Plaintiff’s expert witnesses testified at trial that a patient experiencing unstable angina will often present with normal EKG results and troponin levels, and if the test results do not point to a cause for a patient’s symptoms, the patient should be transferred to a CDU for more monitoring and testing. Witnesses emphasized that a patient’s family medical history should be considered when determining a patient’s risk level.
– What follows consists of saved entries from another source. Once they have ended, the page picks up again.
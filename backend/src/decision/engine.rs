//! Decision instrument engine.
//!
//! A strictly linear, non-restartable state machine:
//!
//! ```text
//! Instructions -> Playing -> Completed
//! ```
//!
//! One scenario is live at a time. A choice records its decision latency and
//! tier, then arms a fixed-duration feedback window; the next scenario only
//! appears once the window elapses (via [`DecisionInstrument::poll`]). The
//! pending advance is a single cancellable transition: a new choice can never
//! overlap it, and cancellation clears it so nothing fires afterwards.

use crate::models::scenario::Scenario;
use crate::models::session::SessionOutcome;
use crate::models::telemetry::{EventKind, RiskTier, TelemetryRecorder};
use crate::risk::{aggregate, RiskTally};
use crate::session::{AssessmentInstrument, InstrumentKind, SessionReport};
use serde::{Deserialize, Serialize};
use serde_json::json;
use thiserror::Error;

/// Decision instrument tuning.
#[derive(Debug, Clone, Serialize, Deserialize)]
pub struct DecisionConfig {
    /// How long the consequence panel stays up before auto-advance (ms)
    pub feedback_duration_ms: u64,
}

impl Default for DecisionConfig {
    fn default() -> Self {
        Self {
            feedback_duration_ms: 2_500,
        }
    }
}

/// Decision instrument error types.
#[derive(Debug, Clone, PartialEq, Eq, Error)]
pub enum DecisionError {
    /// Construction with no scenarios
    #[error("scenario deck is empty")]
    EmptyDeck,

    /// choose() outside the playing state
    #[error("instrument is not accepting choices")]
    NotPlaying,

    /// choose() while the feedback panel is still up
    #[error("feedback pending, next scenario not live yet")]
    FeedbackPending,

    /// Option index out of range for the live scenario
    #[error("scenario {scenario_id} has no option {index}")]
    InvalidOption { scenario_id: u32, index: usize },
}

/// Externally visible machine state.
#[derive(Debug, Clone, Copy, PartialEq, Eq, Serialize, Deserialize)]
pub enum DecisionStatus {
    Instructions,
    Playing,
    Completed,
}

/// What a successful choice produced, for the host's feedback panel.
#[derive(Debug, Clone, PartialEq)]
pub struct ChoiceReceipt {
    pub scenario_id: u32,
    pub decision_time_ms: u64,
    pub risk: RiskTier,
    pub expected_return_pct: i32,
    pub consequence: String,
    /// When the feedback window elapses and the engine may advance
    pub feedback_until_ms: u64,
}

/// The decision-scenario assessment instrument.
#[derive(Debug)]
pub struct DecisionInstrument {
    config: DecisionConfig,
    deck: Vec<Scenario>,
    status: DecisionStatus,
    cancelled: bool,
    current_index: usize,
    started_at_ms: u64,
    decision_started_at_ms: u64,
    /// The single pending auto-advance, if armed
    feedback_until_ms: Option<u64>,
    tally: RiskTally,
    total_return_pct: i64,
    decision_times_ms: Vec<u64>,
    recorder: Option<TelemetryRecorder>,
}

impl DecisionInstrument {
    /// Create an instrument over a fixed deck.
    pub fn new(config: DecisionConfig, deck: Vec<Scenario>) -> Result<Self, DecisionError> {
        if deck.is_empty() {
            return Err(DecisionError::EmptyDeck);
        }
        Ok(Self {
            config,
            deck,
            status: DecisionStatus::Instructions,
            cancelled: false,
            current_index: 0,
            started_at_ms: 0,
            decision_started_at_ms: 0,
            feedback_until_ms: None,
            tally: RiskTally::default(),
            total_return_pct: 0,
            decision_times_ms: Vec::new(),
            recorder: None,
        })
    }

    /// Convenience constructor over the production deck.
    pub fn with_default_deck() -> Self {
        // The default deck is non-empty by construction
        match Self::new(DecisionConfig::default(), crate::decision::deck::default_deck()) {
            Ok(instrument) => instrument,
            Err(_) => unreachable!("default deck is non-empty"),
        }
    }

    /// The scenario currently live, if playing.
    pub fn current_scenario(&self) -> Option<&Scenario> {
        if self.status != DecisionStatus::Playing {
            return None;
        }
        self.deck.get(self.current_index)
    }

    /// Number of scenarios answered so far.
    pub fn answered(&self) -> usize {
        self.decision_times_ms.len()
    }

    pub fn deck_len(&self) -> usize {
        self.deck.len()
    }

    pub fn status(&self) -> DecisionStatus {
        self.status
    }

    pub fn tally(&self) -> &RiskTally {
        &self.tally
    }

    pub fn total_return_pct(&self) -> i64 {
        self.total_return_pct
    }

    /// True while a feedback window is pending.
    pub fn feedback_pending(&self) -> bool {
        self.feedback_until_ms.is_some()
    }

    /// Record a choice for the live scenario.
    ///
    /// Rejected while the feedback window is up: the auto-advance is a
    /// single transition that never overlaps a new manual choice.
    pub fn choose(&mut self, option_index: usize, now_ms: u64) -> Result<ChoiceReceipt, DecisionError> {
        if self.cancelled || self.status != DecisionStatus::Playing {
            return Err(DecisionError::NotPlaying);
        }
        if self.feedback_until_ms.is_some() {
            return Err(DecisionError::FeedbackPending);
        }

        let scenario = &self.deck[self.current_index];
        let option = scenario
            .option(option_index)
            .ok_or(DecisionError::InvalidOption {
                scenario_id: scenario.id,
                index: option_index,
            })?;

        let decision_time_ms = now_ms.saturating_sub(self.decision_started_at_ms);
        let receipt = ChoiceReceipt {
            scenario_id: scenario.id,
            decision_time_ms,
            risk: option.risk,
            expected_return_pct: option.expected_return_pct,
            consequence: option.consequence.clone(),
            feedback_until_ms: now_ms + self.config.feedback_duration_ms,
        };
        let payload = json!({
            "scenario_id": scenario.id,
            "scenario_category": scenario.category.as_str(),
            "decision_time_ms": decision_time_ms,
            "risk_level": option.risk.as_str(),
            "expected_return": option.expected_return_pct,
            "choice_label": option.label,
        });
        let risk = option.risk;

        self.decision_times_ms.push(decision_time_ms);
        self.total_return_pct += i64::from(receipt.expected_return_pct);
        match risk {
            RiskTier::Low => self.tally.low += 1,
            RiskTier::Medium => self.tally.medium += 1,
            RiskTier::High => self.tally.high += 1,
            RiskTier::None => {}
        }

        if let Some(recorder) = &mut self.recorder {
            recorder.record(
                EventKind::DecisionMade,
                now_ms.saturating_sub(self.started_at_ms),
                payload,
                Some(decision_time_ms),
                Some(risk),
            );
        }

        self.feedback_until_ms = Some(receipt.feedback_until_ms);
        Ok(receipt)
    }

    /// Consume an elapsed feedback window: advance to the next scenario, or
    /// complete after the final one. Safe to call every frame; does nothing
    /// while the window is still open.
    pub fn poll(&mut self, now_ms: u64) -> DecisionStatus {
        if self.cancelled || self.status != DecisionStatus::Playing {
            return self.status;
        }
        match self.feedback_until_ms {
            Some(until) if now_ms >= until => {}
            _ => return self.status,
        }

        self.feedback_until_ms = None;
        if self.current_index + 1 < self.deck.len() {
            self.current_index += 1;
            self.decision_started_at_ms = now_ms;
        } else {
            self.complete(now_ms);
        }
        self.status
    }

    fn complete(&mut self, now_ms: u64) {
        self.status = DecisionStatus::Completed;

        let breakdown = aggregate(&self.tally, &self.decision_times_ms);
        let elapsed_ms = now_ms.saturating_sub(self.started_at_ms);

        if let Some(recorder) = &mut self.recorder {
            recorder.record(
                EventKind::GameCompleted,
                elapsed_ms,
                json!({
                    "duration_seconds": elapsed_ms / 1000,
                    "completion_rate": 100.0,
                    "total_decisions": self.tally.total(),
                    "avg_decision_time_ms": breakdown.avg_decision_time_ms,
                    "risk_distribution": {
                        "low": self.tally.low,
                        "medium": self.tally.medium,
                        "high": self.tally.high,
                    },
                    "risk_score": breakdown.risk_score,
                    "impulsivity_score": breakdown.impulsivity_score,
                    "rapid_decision_rate": breakdown.rapid_decision_rate,
                    "behavioral_risk_index": breakdown.behavioral_risk_index,
                    "total_return": self.total_return_pct,
                }),
                None,
                None,
            );
        }
    }

    /// Completion rate: 100 only when the whole deck was answered.
    fn completion_rate(&self) -> f64 {
        (self.answered() as f64 / self.deck.len() as f64) * 100.0
    }
}

impl AssessmentInstrument for DecisionInstrument {
    fn kind(&self) -> InstrumentKind {
        InstrumentKind::Decision
    }

    fn begin(&mut self, session_id: &str, now_ms: u64) {
        if self.status != DecisionStatus::Instructions {
            return;
        }
        self.started_at_ms = now_ms;
        self.decision_started_at_ms = now_ms;
        self.status = DecisionStatus::Playing;

        let mut recorder = TelemetryRecorder::new(session_id.to_string());
        recorder.record(
            EventKind::GameStarted,
            0,
            json!({ "total_scenarios": self.deck.len() }),
            None,
            None,
        );
        self.recorder = Some(recorder);
    }

    fn is_complete(&self) -> bool {
        self.status == DecisionStatus::Completed
    }

    /// Stop mid-run: clears the pending auto-advance so no delayed
    /// transition fires afterwards, and no further telemetry is emitted.
    fn cancel(&mut self, _now_ms: u64) {
        self.cancelled = true;
        self.feedback_until_ms = None;
    }

    fn report(&mut self, _now_ms: u64) -> SessionReport {
        let breakdown = aggregate(&self.tally, &self.decision_times_ms);

        let (telemetry, batch_digest) = match self.recorder.take() {
            Some(recorder) => {
                let digest = recorder.batch_digest();
                (recorder.into_batch(), digest)
            }
            None => (Vec::new(), String::new()),
        };

        SessionReport {
            completion_rate: self.completion_rate(),
            outcome: SessionOutcome::RiskIndex { breakdown },
            telemetry,
            batch_digest,
        }
    }
}
//! Wellbeing Assessment Core - Simulation Engine
//!
//! Deterministic behavioral-assessment engine producing session records and
//! an ordered telemetry log for downstream risk scoring.
//!
//! # Architecture
//!
//! - **core**: Session clock (countdown budget, frame delta derivation)
//! - **models**: Domain types (Session, TelemetryEvent, SimEntity, Scenario)
//! - **arcade**: Real-time arcade instrument (spawner, motion, scoring)
//! - **decision**: Branching decision-scenario instrument
//! - **risk**: Behavioral risk aggregation (pure functions)
//! - **session**: Lifecycle controller and external-collaborator ports
//! - **rng**: Deterministic random number generation
//!
//! # Critical Invariants
//!
//! 1. Telemetry sequence numbers are gapless and strictly increasing per session
//! 2. All randomness is deterministic (seeded RNG)
//! 3. The behavioral risk index is always within [0, 100]
//! 4. A closed session is never mutated again

// Module declarations
pub mod arcade;
pub mod core;
pub mod decision;
pub mod models;
pub mod risk;
pub mod rng;
pub mod session;

// Re-exports for convenience
pub use crate::core::clock::SessionClock;
pub use arcade::{ArcadeConfig, ArcadeError, ArcadeInstrument, InputState, Surface, TickSummary};
pub use decision::{default_deck, DecisionError, DecisionInstrument, DecisionStatus};
pub use models::{
    entity::{EntityKind, Particle, SimEntity},
    scenario::{Scenario, ScenarioCategory, ScenarioOption},
    session::{Invitation, InvitationStatus, Session, SessionOutcome},
    telemetry::{EventKind, RiskTier, TelemetryEvent, TelemetryRecorder},
};
pub use risk::{aggregate, RiskBreakdown, RiskTally};
pub use rng::GameRng;
pub use session::{
    AssessmentInstrument, InMemoryPersistence, InstrumentKind, LifecyclePhase, ManualScheduler,
    NotifyError, PersistenceClient, PersistenceError, RecordingNotifier, RiskNotifier, Scheduler,
    SessionController, SessionError, SessionReport,
};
They opined that Jenkins was an intermediate-risk patient and should have been admitted to the CDU. Specifically, Jenkins’s EKG, although not presenting a “striking abnormality” and not by itself diagnostic of ACS, was nonetheless “not a normal EKG.” Had Jenkins been admitted for monitoring, plaintiff’s expert testified that a CT scan would have “clearly shown” the blockages, and Jenkins would have been taken “straight to the cath lab as fast as possible” where an angiogram would have been performed, and, if possible, stents would have been placed in her blocked arteries that evening with a “98 percent chance of success.” Otherwise, if Jenkins required bypass surgery, that could have been performed that night or the next morning with a “greater than 95 percent chance of surviving surgery.”

Expert witnesses for both sides agreed that medical studies reflect a 20-25% survivability rate for patients who experience cardiac arrest while being monitored at a hospital, but all those studies include “all-comers” regardless of age or medical condition.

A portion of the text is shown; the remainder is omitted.